Yeah, the problem is with propagating from a caller's scope to descendant scopes, with global one being an exception. Doesn't even have to be a different module. It's enough to call it from a wrapper script.
When you call it casually from VS Code, it gets dot-sourced, so your script scope functions as a global one. However, if you have a wrapper around the module function call, the global scope is now different.
So, coming back to your example, @astral knot , let's call it Test-Module.ps1 and comment out all the function calls, except for the last one, Get-foo # also fine.. prints verbose.
Now create another script in the same folder (let's call it Test-ModuleWrapper.ps1) and put in just one line: .\Test-Module.ps1. These two ways of calling our new script behave differently:
Preference Variables (works as expected)
$VerbosePreference = 'Continue'
$ErrorActionPreference = 'Ignore'
./Test-ModuleWrapper.ps1
Common Parameters (doesn't work as expected)
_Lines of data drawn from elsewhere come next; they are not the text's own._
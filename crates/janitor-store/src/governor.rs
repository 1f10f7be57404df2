//! Constraint governance around bulk deletes.
//!
//! The referential-integrity mode is global to the datastore. Every cascade
//! window is serialized twice: by the governor's own lock within a process,
//! and by the datastore's constraint lock across every client. A governed
//! body runs only between a successful switch to cascade constraints and the
//! switch back to standard constraints, and the switch back happens on
//! every exit path, including panics.

use std::future::Future;
use std::panic::{resume_unwind, AssertUnwindSafe};
use std::sync::Arc;

use futures::FutureExt;
use janitor_types::{ConstraintMode, JobError};
use tokio::sync::Mutex;
use tracing::{error, info, warn};

use crate::executor::ScriptExecutor;
use crate::templates::{TemplateName, TemplateResolver};

pub struct ConstraintGovernor {
    executor: ScriptExecutor,
    templates: Arc<dyn TemplateResolver>,
    dialect: String,
    /// Last mode the datastore is known to be in. Held for the whole
    /// cascade window.
    mode: Mutex<ConstraintMode>,
}

impl ConstraintGovernor {
    pub fn new(
        executor: ScriptExecutor,
        templates: Arc<dyn TemplateResolver>,
        dialect: impl Into<String>,
    ) -> Self {
        Self {
            executor,
            templates,
            dialect: dialect.into(),
            mode: Mutex::new(ConstraintMode::Standard),
        }
    }

    /// Current mode, or `None` while a governed operation holds the lock.
    pub fn current_mode(&self) -> Option<ConstraintMode> {
        self.mode.try_lock().ok().map(|mode| *mode)
    }

    /// Run `body` inside the cascade window.
    ///
    /// Waits for any other governed operation, in this process or another
    /// client of the datastore, to finish first. Constraints are restored
    /// exactly once after `body` completes, fails or panics.
    /// A restore failure takes precedence over the body's own result. A
    /// panic in `body` is resumed after restoration.
    pub async fn governed<T, F, Fut>(&self, body: F) -> Result<T, JobError>
    where
        F: FnOnce() -> Fut,
        Fut: Future<Output = Result<T, JobError>>,
    {
        let mut mode = self.mode.lock().await;

        let datastore = self.executor.datastore();
        datastore.acquire_constraint_lock().await.map_err(|e| {
            JobError::ConstraintFailure(format!("constraint lock could not be taken: {e}"))
        })?;

        // The drop step may already have removed the standard constraints,
        // so the datastore is no longer known to be in standard mode.
        *mode = ConstraintMode::Cascade;
        let result = match self.enter_cascade_mode().await {
            Ok(()) => AssertUnwindSafe(body()).catch_unwind().await,
            Err(e) => Ok(Err(e)),
        };

        let restored = self.restore().await;
        if restored.is_ok() {
            *mode = ConstraintMode::Standard;
        }
        if let Err(e) = datastore.release_constraint_lock().await {
            warn!(error = %e, "Failed to release the constraint lock");
        }

        match (result, restored) {
            (Err(panic), Err(e)) => {
                error!(error = %e, "Constraints not restored after panic");
                resume_unwind(panic)
            }
            (Err(panic), Ok(())) => resume_unwind(panic),
            (Ok(outcome), Ok(())) => outcome,
            (Ok(Ok(_)), Err(e)) => Err(e),
            (Ok(Err(body_error)), Err(e)) => {
                warn!(error = %body_error, "Operation failed before constraints were restored");
                Err(e)
            }
        }
    }

    async fn enter_cascade_mode(&self) -> Result<(), JobError> {
        self.switch_to(ConstraintMode::Cascade).await
    }

    async fn restore(&self) -> Result<(), JobError> {
        self.switch_to(ConstraintMode::Standard).await
    }

    /// Drop the current constraints, then create them in `target` form.
    ///
    /// Drop failures are only logged. Create failures are fatal.
    async fn switch_to(&self, target: ConstraintMode) -> Result<(), JobError> {
        let drop = self
            .templates
            .resolve(TemplateName::DropConstraints, &self.dialect);
        let dropped = self.executor.run_many(&drop).await;
        if !dropped.all_succeeded() {
            warn!(
                failed = dropped.failures.len(),
                attempted = dropped.attempted(),
                "Failed to correctly drop constraints"
            );
        }

        let create_name = match target {
            ConstraintMode::Cascade => TemplateName::AddConstraintsCascadeDelete,
            ConstraintMode::Standard => TemplateName::AddConstraints,
        };
        let create = self.templates.resolve(create_name, &self.dialect);
        if create.trim().is_empty() {
            return Err(JobError::ConstraintFailure(format!(
                "no '{}' template for dialect '{}'",
                create_name, self.dialect
            )));
        }

        let created = self.executor.run_many(&create).await;
        if !created.all_succeeded() {
            return Err(JobError::ConstraintFailure(format!(
                "{} of {} statements of '{}' failed",
                created.failures.len(),
                created.attempted(),
                create_name
            )));
        }

        info!(mode = ?target, "Constraints switched");
        Ok(())
    }
}
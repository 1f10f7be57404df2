//! CLI E2E tests: parsed commands run through the harness, and the polling
//! loop that prints job messages.

use std::time::Duration;

use clap::Parser;
use pretty_assertions::assert_eq;

use e2e_tests::TestHarness;
use janitor_daemon::{follow_job, Cli};
use janitor_scheduler::SchedulerError;
use janitor_types::{JobId, MaintenanceOperation};

#[tokio::test]
async fn test_parsed_command_runs_as_operation() {
    let harness = TestHarness::new();
    let cli = Cli::parse_from([
        "janitor",
        "clean-custom",
        "--column",
        "TrafficType",
        "--value",
        "42",
    ]);

    let snap = harness.run(cli.command.to_operation().unwrap()).await;

    assert!(!snap.failed);
    assert_eq!(
        harness.datastore.body_statements()[0],
        "DELETE FROM visits WHERE TrafficType = CAST(42 AS integer)"
    );
}

#[tokio::test(flavor = "multi_thread")]
async fn test_follow_job_prints_each_message_once() {
    let harness = TestHarness::new();
    harness
        .datastore
        .delay_on("INSERT INTO definitions", Duration::from_millis(3));
    let scheduler = harness.scheduler();

    let id = scheduler.submit(MaintenanceOperation::SyncDefinitions).unwrap();
    let mut printed = Vec::new();
    let snap = follow_job(&scheduler, id, Duration::from_millis(1), |m| {
        printed.push(m.to_string())
    })
    .await
    .unwrap();

    assert!(snap.is_finished());
    assert_eq!(printed, snap.messages);
    assert_eq!(printed.len(), 5);

    scheduler.shutdown().await;
}

#[tokio::test(flavor = "multi_thread")]
async fn test_follow_job_reports_failure() {
    let harness = TestHarness::new();
    harness.datastore.fail_on("is_robot", "disk full");
    let scheduler = harness.scheduler();

    let id = scheduler.submit(MaintenanceOperation::RemoveBots).unwrap();
    let snap = follow_job(&scheduler, id, Duration::from_millis(1), |_| {})
        .await
        .unwrap();

    assert!(snap.failed);
    scheduler.shutdown().await;
}

#[tokio::test]
async fn test_follow_unknown_job() {
    let harness = TestHarness::new();
    let scheduler = harness.scheduler();

    let result = follow_job(&scheduler, JobId::new(), Duration::from_millis(1), |_| {}).await;

    assert!(matches!(result, Err(SchedulerError::JobNotFound(_))));
}
/// Records every statement and answers from configured rules.
///
/// Rules match when the statement contains the given marker; the first
/// matching rule wins.
#[derive(Default)]
pub struct FakeDatastore {
    log: Mutex<Vec<RecordedStatement>>,
    rows: Mutex<Vec<(String, u64)>>,
    failures: Mutex<Vec<(String, DatastoreError)>>,
    delays: Mutex<Vec<(String, Duration)>>,
    panics: Mutex<Vec<String>>,
    /// Datastore-wide constraint lock shared by every client of the fake.
    constraint_lock: Arc<tokio::sync::Mutex<()>>,
    lock_holder: Mutex<Option<OwnedMutexGuard<()>>>,
    lock_acquisitions: Mutex<usize>,
}

impl FakeDatastore {
    pub fn new() -> Self {
        Self::default()
    }

    pub fn set_rows(&self, marker: &str, rows: u64) {
        lock(&self.rows).push((marker.to_string(), rows));
    }

    /// Fail matching statements with an error classified from `message`.
    pub fn fail_on(&self, marker: &str, message: &str) {
        self.fail_with(marker, DatastoreError::classify(message));
    }

    pub fn fail_with(&self, marker: &str, error: DatastoreError) {
        lock(&self.failures).push((marker.to_string(), error));
    }

    pub fn delay_on(&self, marker: &str, delay: Duration) {
        lock(&self.delays).push((marker.to_string(), delay));
    }

    pub fn panic_on(&self, marker: &str) {
        lock(&self.panics).push(marker.to_string());
    }

    /// Times the constraint lock was taken.
    pub fn lock_acquisitions(&self) -> usize {
        *lock(&self.lock_acquisitions)
    }

    pub fn constraint_lock_held(&self) -> bool {
        lock(&self.lock_holder).is_some()
    }

    pub fn log(&self) -> Vec<RecordedStatement> {
        lock(&self.log).clone()
    }

    pub fn statements(&self) -> Vec<String> {
        self.log().into_iter().map(|s| s.sql).collect()
    }

    pub fn statements_of(&self, kind: StatementKind) -> Vec<String> {
        self.log()
            .into_iter()
            .filter(|s| s.kind == kind)
            .map(|s| s.sql)
            .collect()
    }

    pub fn body_statements(&self) -> Vec<String> {
        self.statements_of(StatementKind::Body)
    }

    /// Number of completed switches back to standard constraints.
    pub fn restore_count(&self) -> usize {
        self.statements_of(StatementKind::StandardConstraints).len()
            / statement_count(TemplateName::AddConstraints)
    }

    /// Cascade windows in the order they were opened.
    ///
    /// Fails when a window is entered again before the previous one was
    /// closed and after it already ran body statements, which is what two
    /// interleaved governed operations look like.
    pub fn cascade_windows(&self) -> Result<Vec<CascadeWindow>, String> {
        let mut windows = Vec::new();
        let mut open: Option<CascadeWindow> = None;
        let mut closing = false;

        for statement in self.log() {
            match statement.kind {
                StatementKind::CascadeConstraints => match open.as_mut() {
                    Some(window) if !window.bodies.is_empty() || closing => {
                        return Err(format!(
                            "statement #{} re-entered cascade mode inside an open window running {:?}",
                            statement.seq, window.bodies
                        ));
                    }
                    Some(_) => {}
                    None => {
                        open = Some(CascadeWindow {
                            opened_at: statement.started_at,
                            closed_at: statement.finished_at,
                            bodies: Vec::new(),
                        });
                    }
                },
                StatementKind::Body => {
                    if let Some(window) = open.as_mut() {
                        if closing {
                            return Err(format!(
                                "statement #{} ran while cascade window was closing: {}",
                                statement.seq, statement.sql
                            ));
                        }
                        window.bodies.push(statement.sql);
                    }
                }
                StatementKind::DropConstraints => {
                    if open.is_some() {
                        closing = true;
                    }
                }
                StatementKind::StandardConstraints => {
                    if let Some(mut window) = open.take() {
                        window.closed_at = statement.finished_at;
                        windows.push(window);
                        closing = false;
                    } else if let Some(last) = windows.last_mut() {
                        last.closed_at = statement.finished_at;
                    }
                }
            }
        }

        match open {
            Some(window) => Err(format!("cascade window never closed: {:?}", window.bodies)),
            None => Ok(windows),
        }
    }
}
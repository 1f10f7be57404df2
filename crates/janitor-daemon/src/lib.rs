//! Analytics janitor CLI library exports.
//!
//! # Modules
//!
//! - `cli`: Command-line argument parsing with clap
//! - `commands`: Command implementations

pub mod cli;
pub mod commands;

pub use cli::{Cli, Commands};
pub use commands::{follow_job, load_settings, run_maintenance};
//! Audit trail of operator-visible actions.

use std::sync::Mutex;

use tracing::info;

/// Sink for audit entries. Recording never fails.
pub trait AuditLog: Send + Sync {
    fn record(&self, actor: &str, message: &str);
}

/// Writes audit entries as tracing events on the `janitor::audit` target.
#[derive(Debug, Clone, Copy, Default)]
pub struct TracingAuditLog;

impl AuditLog for TracingAuditLog {
    fn record(&self, actor: &str, message: &str) {
        info!(target: "janitor::audit", actor, "{}", message);
    }
}

/// One recorded audit entry.
#[derive(Debug, Clone, PartialEq, Eq)]
pub struct AuditEntry {
    pub actor: String,
    pub message: String,
}

/// Keeps audit entries in memory, in recording order.
#[derive(Debug, Default)]
pub struct MemoryAuditLog {
    entries: Mutex<Vec<AuditEntry>>,
}

impl MemoryAuditLog {
    pub fn new() -> Self {
        Self::default()
    }

    pub fn entries(&self) -> Vec<AuditEntry> {
        self.entries
            .lock()
            .unwrap_or_else(|e| e.into_inner())
            .clone()
    }

    pub fn messages(&self) -> Vec<String> {
        self.entries().into_iter().map(|e| e.message).collect()
    }
}

impl AuditLog for MemoryAuditLog {
    fn record(&self, actor: &str, message: &str) {
        self.entries
            .lock()
            .unwrap_or_else(|e| e.into_inner())
            .push(AuditEntry {
                actor: actor.to_string(),
                message: message.to_string(),
            });
    }
}
//! The maintenance operation catalog.
//!
//! Each module implements one operation against a [`MaintenanceContext`],
//! writing its diagnostics and processed count onto the job:
//! - `clean_all` - Delete all collected data (governed)
//! - `filtered_clean` - Delete visits by age, bounce or custom rule (governed)
//! - `remove_bots` - Delete robot visits (governed)
//! - `rebuild_index` - Rebuild indexes online or offline
//! - `backup` - Write a datastore-native backup
//! - `sync_definitions` - Push the definition hierarchy into the datastore

pub mod backup;
pub mod clean_all;
pub mod filtered_clean;
pub mod rebuild_index;
pub mod remove_bots;
pub mod sync_definitions;

use janitor_types::{Job, JobError, MaintenanceOperation};

use crate::context::MaintenanceContext;

/// Run `operation` for `job`.
pub async fn run_operation(
    ctx: &MaintenanceContext,
    job: &Job,
    operation: &MaintenanceOperation,
) -> Result<(), JobError> {
    match operation {
        MaintenanceOperation::FullClean { remove_ips } => {
            clean_all::run(ctx, job, *remove_ips).await?;
        }
        MaintenanceOperation::FilteredCleanOlderThan { threshold } => {
            filtered_clean::older_than(ctx, job, *threshold).await?;
        }
        MaintenanceOperation::FilteredCleanBounce => {
            filtered_clean::bounce(ctx, job).await?;
        }
        MaintenanceOperation::FilteredCleanCustomRule { column, literal } => {
            filtered_clean::custom_rule(ctx, job, column, literal).await?;
        }
        MaintenanceOperation::RebuildIndex { online } => {
            rebuild_index::run(ctx, job, *online).await?;
        }
        MaintenanceOperation::RemoveBots => {
            remove_bots::run(ctx, job).await?;
        }
        MaintenanceOperation::Backup { destination_path } => {
            backup::run(ctx, job, destination_path).await?;
        }
        MaintenanceOperation::SyncDefinitions => {
            sync_definitions::run(ctx, job).await?;
        }
    }
    Ok(())
}
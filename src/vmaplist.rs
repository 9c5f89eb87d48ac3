// This Source Code Form is subject to the terms of the Mozilla Public
// License, v. 2.0. If a copy of the MPL was not distributed with this
// file, You can obtain one at http://mozilla.org/MPL/2.0/.

//! The carving history: every pass's visibility map, oldest first.

use crate::vmap::VMap;

#[derive(Debug, Clone, Default, PartialEq, Eq)]
pub struct VMapList {
    maps: Vec<VMap>,
}

impl VMapList {
    pub fn new() -> Self {
        VMapList { maps: Vec::new() }
    }

    /// Record the next pass.  Insertion order is history order.
    pub fn append(&mut self, vmap: VMap) {
        self.maps.push(vmap);
    }

    pub fn len(&self) -> usize {
        self.maps.len()
    }

    pub fn is_empty(&self) -> bool {
        self.maps.is_empty()
    }

    pub fn get(&self, index: usize) -> Option<&VMap> {
        self.maps.get(index)
    }

    pub fn last(&self) -> Option<&VMap> {
        self.maps.last()
    }

    pub fn iter(&self) -> std::slice::Iter<'_, VMap> {
        self.maps.iter()
    }

    /// Visit every map in history order, stopping at the first visitor
    /// that fails and handing its error back.
    pub fn foreach<F, E>(&self, mut visitor: F) -> Result<(), E>
    where
        F: FnMut(&VMap) -> Result<(), E>,
    {
        self.maps.iter().try_for_each(|vmap| visitor(vmap))
    }

    /// Forget every pass after the first `len`.
    pub(crate) fn truncate(&mut self, len: usize) {
        self.maps.truncate(len);
    }
}

impl<'a> IntoIterator for &'a VMapList {
    type Item = &'a VMap;
    type IntoIter = std::slice::Iter<'a, VMap>;

    fn into_iter(self) -> Self::IntoIter {
        self.maps.iter()
    }
}

#[cfg(test)]
mod tests {
    use super::*;
    use crate::vmap::Orientation;

    fn vmap(delta: i32) -> VMap {
        let seams = delta.unsigned_abs();
        VMap::new(vec![seams; 4], 2, 2, 8, Orientation::Vertical, delta).unwrap()
    }

    #[test]
    fn append_keeps_arrival_order() {
        let mut list = VMapList::new();
        assert!(list.is_empty());
        list.append(vmap(-1));
        list.append(vmap(2));
        list.append(vmap(-3));
        let deltas: Vec<i32> = list.iter().map(VMap::delta).collect();
        assert_eq!(deltas, vec![-1, 2, -3]);
        assert_eq!(list.last().map(VMap::delta), Some(-3));
    }

    #[test]
    fn foreach_on_empty_list_succeeds() {
        let list = VMapList::new();
        let mut visits = 0;
        let outcome: Result<(), ()> = list.foreach(|_| {
            visits += 1;
            Ok(())
        });
        assert!(outcome.is_ok());
        assert_eq!(visits, 0);
    }

    #[test]
    fn foreach_stops_at_first_failure() {
        let mut list = VMapList::new();
        for delta in &[-1, -2, -3, -4] {
            list.append(vmap(*delta));
        }
        let mut seen = Vec::new();
        let outcome = list.foreach(|vmap| {
            seen.push(vmap.delta());
            cq!(vmap.delta() == -2, Err("stop"), Ok(()))
        });
        assert_eq!(outcome, Err("stop"));
        assert_eq!(seen, vec![-1, -2]);
    }

    #[test]
    fn long_histories_drop_without_recursion() {
        let mut list = VMapList::new();
        for _ in 0..100_000 {
            list.append(vmap(-1));
        }
        assert_eq!(list.len(), 100_000);
        drop(list);
    }
}
// This Source Code Form is subject to the terms of the Mozilla Public
// License, v. 2.0. If a copy of the MPL was not distributed with this
// file, You can obtain one at http://mozilla.org/MPL/2.0/.

//! A dense, row-major, two-dimensional field.
//!
//! Everything the carver keeps per pixel lives in one of these: the
//! index buffer that maps visible positions to original pixels, the
//! energy field, the dynamic-programming table of the seam search, the
//! rigidity mask, and the rank buffers of the visibility maps.

use std::ops::{Index, IndexMut};

/// Defines the basic map: an addressable two-dimensional field
/// containing whatever the current stage of processing needs: an
/// `f64` for energies and costs, a `usize` for pixel indices, or a
/// cost + parent address for the seam digraph.
#[derive(Debug, Clone, PartialEq)]
pub struct TwoDimensionalMap<P: Default + Copy> {
    width: usize,
    height: usize,
    data: Vec<P>,
}

impl<P: Default + Copy> TwoDimensionalMap<P> {
    /// Define a new map filled with the content type's default.
    pub fn new(width: usize, height: usize) -> Self {
        TwoDimensionalMap {
            width,
            height,
            data: vec![P::default(); width * height],
        }
    }

    /// Wrap an existing row-major buffer.  Returns `None` if the buffer
    /// length doesn't match the dimensions.
    pub fn from_vec(width: usize, height: usize, data: Vec<P>) -> Option<Self> {
        cq!(
            data.len() == width * height,
            Some(TwoDimensionalMap {
                width,
                height,
                data
            }),
            None
        )
    }

    pub fn width(&self) -> usize {
        self.width
    }

    pub fn height(&self) -> usize {
        self.height
    }

    pub fn dimensions(&self) -> (usize, usize) {
        (self.width, self.height)
    }

    // Absolutely, the number one name of this game is keep the index
    // math in a singular location and never, ever mess with it.  This
    // particular variant is the same one used in image.rs.
    fn get_index(&self, x: usize, y: usize) -> usize {
        debug_assert!(x < self.width && y < self.height);
        y * self.width + x
    }

    /// Bounds-checked read of a single cell.
    pub fn get(&self, x: usize, y: usize) -> Option<P> {
        cq!(
            x < self.width && y < self.height,
            Some(self.data[self.get_index(x, y)]),
            None
        )
    }

    /// One full row of the map.
    pub fn row(&self, y: usize) -> &[P] {
        let start = y * self.width;
        &self.data[start..start + self.width]
    }

    /// Mutable bands of `rows` whole rows each, top to bottom.  Bands
    /// are disjoint, which is what lets the threaded energy computation
    /// hand each worker its own.
    pub fn bands_mut(&mut self, rows: usize) -> std::slice::ChunksMut<'_, P> {
        self.data.chunks_mut((rows * self.width).max(1))
    }

    pub fn as_slice(&self) -> &[P] {
        &self.data
    }

    pub fn into_vec(self) -> Vec<P> {
        self.data
    }

    /// The same field with x and y exchanged.  Horizontal seams are
    /// found by searching for vertical seams in the transposed field,
    /// so that every seam search walks contiguous rows.
    pub fn transposed(&self) -> Self {
        let mut flipped = TwoDimensionalMap::new(self.height, self.width);
        for y in 0..self.height {
            for x in 0..self.width {
                flipped[(y, x)] = self[(x, y)];
            }
        }
        flipped
    }
}

impl<P: Default + Copy> Index<(usize, usize)> for TwoDimensionalMap<P> {
    type Output = P;

    /// A convenience addressing mode for getting values.
    fn index(&self, (x, y): (usize, usize)) -> &P {
        let index = self.get_index(x, y);
        &self.data[index]
    }
}

impl<P: Default + Copy> IndexMut<(usize, usize)> for TwoDimensionalMap<P> {
    /// A convenience addressing mode for setting values.
    fn index_mut(&mut self, (x, y): (usize, usize)) -> &mut P {
        let index = self.get_index(x, y);
        &mut self.data[index]
    }
}

/// One cell of the seam digraph: the accumulated cost of the cheapest
/// path reaching this pixel, and the column it came from.
#[derive(Default, Debug, Copy, Clone)]
pub(crate) struct EnergyAndBackPointer<P: Default + Copy> {
    pub energy: P,
    pub parent: usize,
}

impl<P: Default + Copy> EnergyAndBackPointer<P> {
    pub fn new(energy: P, parent: usize) -> Self {
        EnergyAndBackPointer { energy, parent }
    }
}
$VerbosePreference = 'SilentlyContinue'
$ErrorActionPreference = 'Continue'
./Test-ModuleWrapper.ps1 -ErrorAction Ignore -Verbose
Most common use case is when you want to create a mini-environment or a temporary script to call the functions you're testing from within it and, not wanting to mess with global preference vars, you add common parameters now and then.
I think everyone working with PowerShell encounters this issue sooner or later, and it might take quite some time figuring out what is wrong and why. And it's not even immediately obvious what exactly you need to google in this case, especially for beginners.
So for now using the Set-Variable cmdlet is the only viable workaround I know.